O relacionamento nominal de bases de dados é normalmente realizado com a aplicação de métodos probabilísticos que utilizam processos de pareamento de duas ou mais bases, com probabilidades de concordância - ou não - entre um conjunto de variáveis comuns a essas bases, buscando pares de registros referentes à mesma pessoa, ademais da padronização e qualificação dessas informações.28
Uma vez que na ficha do Sinan, o campo ‘agravo associado à tuberculose’ não é de preenchimento obrigatório, esse registro apresentou-se com grande percentual em branco. Assim, é possível que esta análise esteja prejudicada e por conseguinte, o desconhecimento das pessoas sobre a comorbidade tenha dificultado uma melhor assistência, além de prejudicar a investigação intradomiciliar de novos casos. Ressalta-se que o registro do referido campo é de extrema importância: a ocorrência dessa comorbidade vem crescendo e as condutas clínicas e o monitoramento dos casos tornam-se cada dia mais necessários.

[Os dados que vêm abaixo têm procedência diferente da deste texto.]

//! Concurrency-control manager façade: one trait, four interchangeable
//! strategies selected by [`CcmStrategy`]. Every storage access the
//! executor makes is preceded by a `request_read`/`request_write` call
//! through whichever strategy the database is configured with.

pub mod mvcc;
pub mod optimistic;
pub mod timestamp_ordering;
pub mod two_phase_locking;

use serde::{Deserialize, Serialize};

use crate::error::DbResult;
use crate::transaction::TransactionId;

pub use mvcc::Mvcc;
pub use optimistic::Optimistic;
pub use timestamp_ordering::TimestampOrdering;
pub use two_phase_locking::TwoPhaseLocking;

#[derive(Debug, Clone, Copy, PartialEq, Eq, Serialize, Deserialize)]
pub enum CcmStrategy {
    TwoPhaseLocking,
    TimestampOrdering,
    Optimistic,
    Mvcc,
}

/// An object identifier the CCM synchronizes on — a table name for
/// coarse-grained catalog operations, or `table:row_id` for per-row access.
pub type ObjectId = String;

pub trait ConcurrencyControlManager: Send + Sync {
    fn begin(&self, tid: TransactionId);
    fn request_read(&self, tid: TransactionId, object: &ObjectId) -> DbResult<()>;
    fn request_write(&self, tid: TransactionId, object: &ObjectId) -> DbResult<()>;
    fn commit(&self, tid: TransactionId) -> DbResult<()>;
    fn abort(&self, tid: TransactionId);
}

/// Dispatches to whichever strategy the database was configured with.
/// A closed enum rather than `Box<dyn ConcurrencyControlManager>` since the
/// set of strategies is fixed and known at compile time.
pub enum Ccm {
    TwoPhaseLocking(TwoPhaseLocking),
    TimestampOrdering(TimestampOrdering),
    Optimistic(Optimistic),
    Mvcc(Mvcc),
}

impl Ccm {
    pub fn new(strategy: CcmStrategy) -> Self {
        match strategy {
            CcmStrategy::TwoPhaseLocking => Ccm::TwoPhaseLocking(TwoPhaseLocking::new()),
            CcmStrategy::TimestampOrdering => Ccm::TimestampOrdering(TimestampOrdering::new()),
            CcmStrategy::Optimistic => Ccm::Optimistic(Optimistic::new()),
            CcmStrategy::Mvcc => Ccm::Mvcc(Mvcc::new()),
        }
    }
}

impl ConcurrencyControlManager for Ccm {
    fn begin(&self, tid: TransactionId) {
        match self {
            Ccm::TwoPhaseLocking(m) => m.begin(tid),
            Ccm::TimestampOrdering(m) => m.begin(tid),
            Ccm::Optimistic(m) => m.begin(tid),
            Ccm::Mvcc(m) => m.begin(tid),
        }
    }

    fn request_read(&self, tid: TransactionId, object: &ObjectId) -> DbResult<()> {
        match self {
            Ccm::TwoPhaseLocking(m) => m.request_read(tid, object),
            Ccm::TimestampOrdering(m) => m.request_read(tid, object),
            Ccm::Optimistic(m) => m.request_read(tid, object),
            Ccm::Mvcc(m) => m.request_read(tid, object),
        }
    }

    fn request_write(&self, tid: TransactionId, object: &ObjectId) -> DbResult<()> {
        match self {
            Ccm::TwoPhaseLocking(m) => m.request_write(tid, object),
            Ccm::TimestampOrdering(m) => m.request_write(tid, object),
            Ccm::Optimistic(m) => m.request_write(tid, object),
            Ccm::Mvcc(m) => m.request_write(tid, object),
        }
    }

    fn commit(&self, tid: TransactionId) -> DbResult<()> {
        match self {
            Ccm::TwoPhaseLocking(m) => m.commit(tid),
            Ccm::TimestampOrdering(m) => m.commit(tid),
            Ccm::Optimistic(m) => m.commit(tid),
            Ccm::Mvcc(m) => m.commit(tid),
        }
    }

    fn abort(&self, tid: TransactionId) {
        match self {
            Ccm::TwoPhaseLocking(m) => m.abort(tid),
            Ccm::TimestampOrdering(m) => m.abort(tid),
            Ccm::Optimistic(m) => m.abort(tid),
            Ccm::Mvcc(m) => m.abort(tid),
        }
    }
}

A discordância de registros encontrada entre os dois sistemas demonstra a necessidade de melhorar a integração e o fluxo de dados entre sistemas de informações em saúde, também observada em estudos com outros sistemas oficiais.18,30
Mesmo diante da indisponibilidade, neste estudo, de computadores com memória suficiente para processar bancos de dados com grandes quantidades de registros, a divisão dos bancos em seis blocos possibilitou o relacionamento entre o Sinan-tuberculose e o Hiperdia sem causar prejuízos aos resultados encontrados. Não obstante, para estudos futuros, recomenda-se utilizar uma estratégia mais eficiente de relacionamento das bases, por meio do emprego, em todos os passos, de uma chave de blocagem (indexação) formada de, no mínimo, quatro campos: soundex do primeiro nome, do ultimo nome, do primeiro nome da mãe; ano de nascimento; sexo; e município de residência. A aplicação dessa estratégia no relacionamento de bases de dados permitiria a formação de diferentes chaves, com pelo menos quatro campos.

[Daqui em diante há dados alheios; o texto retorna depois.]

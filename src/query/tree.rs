//! The relational-algebra plan tree.
//!
//! Nodes carry a closed `NodeType` tag, a string value, an ordered child
//! list, a weak parent back-reference, and a monotonic `id` assigned at
//! construction. The tree is the shared representation for the parsed AST
//! and the optimizer's rewrite target: a rule applier just builds a new
//! `QueryTree` (or subtree) and splices it in.

use std::cell::RefCell;
use std::collections::HashMap;
use std::rc::{Rc, Weak};
use std::sync::atomic::{AtomicU64, Ordering};

static NEXT_ID: AtomicU64 = AtomicU64::new(1);

pub fn next_id() -> u64 {
    NEXT_ID.fetch_add(1, Ordering::Relaxed)
}

/// Resets the global id counter. Test-only: lets property tests assert on
/// exact id values without cross-test interference.
#[cfg(test)]
pub fn reset_ids_for_test() {
    NEXT_ID.store(1, Ordering::Relaxed);
}

#[derive(Debug, Clone, Copy, PartialEq, Eq, Hash)]
pub enum NodeType {
    Relation,
    Project,
    Filter,
    Join,
    Sort,
    Limit,
    Alias,
    Operator,
    OperatorS,
    Comparison,
    ColumnRef,
    ColumnName,
    TableName,
    Identifier,
    LiteralString,
    LiteralNumber,
    LiteralBoolean,
    LiteralNull,
    Array,
    List,
    FunctionCall,
    ArithExpr,
    InExpr,
    NotInExpr,
    ExistsExpr,
    NotExistsExpr,
    BetweenExpr,
    NotBetweenExpr,
    IsNullExpr,
    IsNotNullExpr,
    LikeExpr,
    NotLikeExpr,
    Assignment,
    ValuesClause,
    ColumnList,
    ColumnDef,
    ColumnDefList,
    DataType,
    PrimaryKey,
    ForeignKey,
    References,
    UpdateQuery,
    InsertQuery,
    DeleteQuery,
    CreateTable,
    DropTable,
    BeginTransaction,
    Commit,
}

pub type NodeRef = Rc<RefCell<QueryTree>>;

#[derive(Debug)]
pub struct QueryTree {
    pub id: u64,
    pub node_type: NodeType,
    pub value: String,
    pub children: Vec<NodeRef>,
    pub parent: Option<Weak<RefCell<QueryTree>>>,
}

impl QueryTree {
    pub fn new(node_type: NodeType, value: impl Into<String>) -> NodeRef {
        Rc::new(RefCell::new(Self {
            id: next_id(),
            node_type,
            value: value.into(),
            children: Vec::new(),
            parent: None,
        }))
    }

    pub fn new_with_id(id: u64, node_type: NodeType, value: impl Into<String>) -> NodeRef {
        Rc::new(RefCell::new(Self { id, node_type, value: value.into(), children: Vec::new(), parent: None }))
    }

    /// Appends a child, wiring its parent back-reference to `self_rc`.
    pub fn push_child(self_rc: &NodeRef, child: NodeRef) {
        child.borrow_mut().parent = Some(Rc::downgrade(self_rc));
        self_rc.borrow_mut().children.push(child);
    }

    pub fn is_leaf(&self) -> bool {
        self.children.is_empty()
    }

    pub fn parent_node(&self) -> Option<NodeRef> {
        self.parent.as_ref().and_then(Weak::upgrade)
    }
}

/// Deep-clones a subtree. `preserve_id = true` copies the source ids onto
/// the clone structurally (a map from old id to the corresponding new node
/// makes the clone addressable by the same ids a rule's parameters refer
/// to); `preserve_id = false` assigns fresh monotonic ids throughout.
pub fn clone_tree(node: &NodeRef, preserve_id: bool) -> NodeRef {
    let borrowed = node.borrow();
    let new_node = if preserve_id {
        QueryTree::new_with_id(borrowed.id, borrowed.node_type, borrowed.value.clone())
    } else {
        QueryTree::new(borrowed.node_type, borrowed.value.clone())
    };
    for child in &borrowed.children {
        let cloned_child = clone_tree(child, preserve_id);
        QueryTree::push_child(&new_node, cloned_child);
    }
    new_node
}

/// Pre-order traversal, visiting `node` before its children.
pub fn traverse_preorder(node: &NodeRef, visit: &mut impl FnMut(&NodeRef)) {
    visit(node);
    let children: Vec<NodeRef> = node.borrow().children.clone();
    for child in &children {
        traverse_preorder(child, visit);
    }
}

/// Post-order traversal, visiting `node` after its children.
pub fn traverse_postorder(node: &NodeRef, visit: &mut impl FnMut(&NodeRef)) {
    let children: Vec<NodeRef> = node.borrow().children.clone();
    for child in &children {
        traverse_postorder(child, visit);
    }
    visit(node);
}

pub fn find_nodes_by_type(root: &NodeRef, node_type: NodeType) -> Vec<NodeRef> {
    let mut out = Vec::new();
    traverse_preorder(root, &mut |n| {
        if n.borrow().node_type == node_type {
            out.push(n.clone());
        }
    });
    out
}

pub fn find_by_id(root: &NodeRef, id: u64) -> Option<NodeRef> {
    let mut found = None;
    traverse_preorder(root, &mut |n| {
        if found.is_none() && n.borrow().id == id {
            found = Some(n.clone());
        }
    });
    found
}

/// Builds an id -> node lookup for an entire tree, used by rule appliers
/// that address condition/join nodes by stable id.
pub fn index_by_id(root: &NodeRef) -> HashMap<u64, NodeRef> {
    let mut map = HashMap::new();
    traverse_preorder(root, &mut |n| {
        map.insert(n.borrow().id, n.clone());
    });
    map
}

/// Replaces `old` with `new_node` in its parent's child list. No-op if
/// `old` has no parent (it is the root).
pub fn replace_child(old: &NodeRef, new_node: &NodeRef) {
    if let Some(parent) = old.borrow().parent_node() {
        let mut parent_mut = parent.borrow_mut();
        if let Some(slot) = parent_mut.children.iter_mut().find(|c| Rc::ptr_eq(c, old)) {
            *slot = new_node.clone();
        }
        new_node.borrow_mut().parent = Some(Rc::downgrade(&parent));
    } else {
        new_node.borrow_mut().parent = None;
    }
}

#[derive(Debug, Clone)]
pub struct ParsedQuery {
    pub root: NodeRef,
    pub original_sql: String,
}

#[cfg(test)]
mod tests {
    use super::*;

    #[test]
    fn preserve_id_clone_matches_structure() {
        reset_ids_for_test();
        let root = QueryTree::new(NodeType::Filter, "WHERE");
        let data = QueryTree::new(NodeType::Relation, "users");
        let cond = QueryTree::new(NodeType::Comparison, "=");
        QueryTree::push_child(&root, data);
        QueryTree::push_child(&root, cond);

        let cloned = clone_tree(&root, true);
        assert_eq!(cloned.borrow().id, root.borrow().id);
        for (orig, new) in root.borrow().children.iter().zip(cloned.borrow().children.iter()) {
            assert_eq!(orig.borrow().id, new.borrow().id);
        }
    }

    #[test]
    fn fresh_id_clone_assigns_new_ids() {
        reset_ids_for_test();
        let root = QueryTree::new(NodeType::Relation, "users");
        let cloned = clone_tree(&root, false);
        assert_ne!(cloned.borrow().id, root.borrow().id);
    }

    #[test]
    fn parent_link_always_resolves_into_childs_children() {
        reset_ids_for_test();
        let root = QueryTree::new(NodeType::Project, "*");
        let child = QueryTree::new(NodeType::Relation, "users");
        QueryTree::push_child(&root, child.clone());
        let parent = child.borrow().parent_node().expect("parent set");
        assert!(parent.borrow().children.iter().any(|c| Rc::ptr_eq(c, &child)));
    }
}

Como limitações deste estudo, destacam-se a falta de completude de variáveis utilizadas para o relacionamento e a utilização de dados secundários, e consequentemente, a possibilidade de subnotificações, não se podendo afirmar que o universo de pessoas com as duas doenças esteja representado na base de dados relacionada.
Entre os indivíduos com tuberculose e diabetes, assim como observaram outros estudos sobre tuberculose, houve predominância da raça/cor da pele preta/parda e do sexo masculino; diferentemente da diabetes no Brasil, para a qual a maior prevalência é feminina.5,6 Possivelmente, as mulheres com diabetes registradas no Hiperdia mantiveram um maior vínculo com os serviços, daí sua maior participação no banco relacionado quando comparados os dois grupos de gênero. Os resultados do presente estudo reiteram a importância de relacionar informações advindas de diferentes sistemas de informações em saúde, principalmente para a detecção e qualificação de casos registrados em outros sistemas - não captados pela vigilância da doença -, contribuindo para o aperfeiçoamento da gestão no SUS.
Em conclusão, a aplicação de relacionamentos de bancos de dados pode se transformar em uma ferramenta importante para o monitoramento da situação de saúde das pessoas com tuberculose e com diabetes em tratamento. Estudos futuros devem aprofundar o conhecimento dos diferentes perfis dessa comorbidade.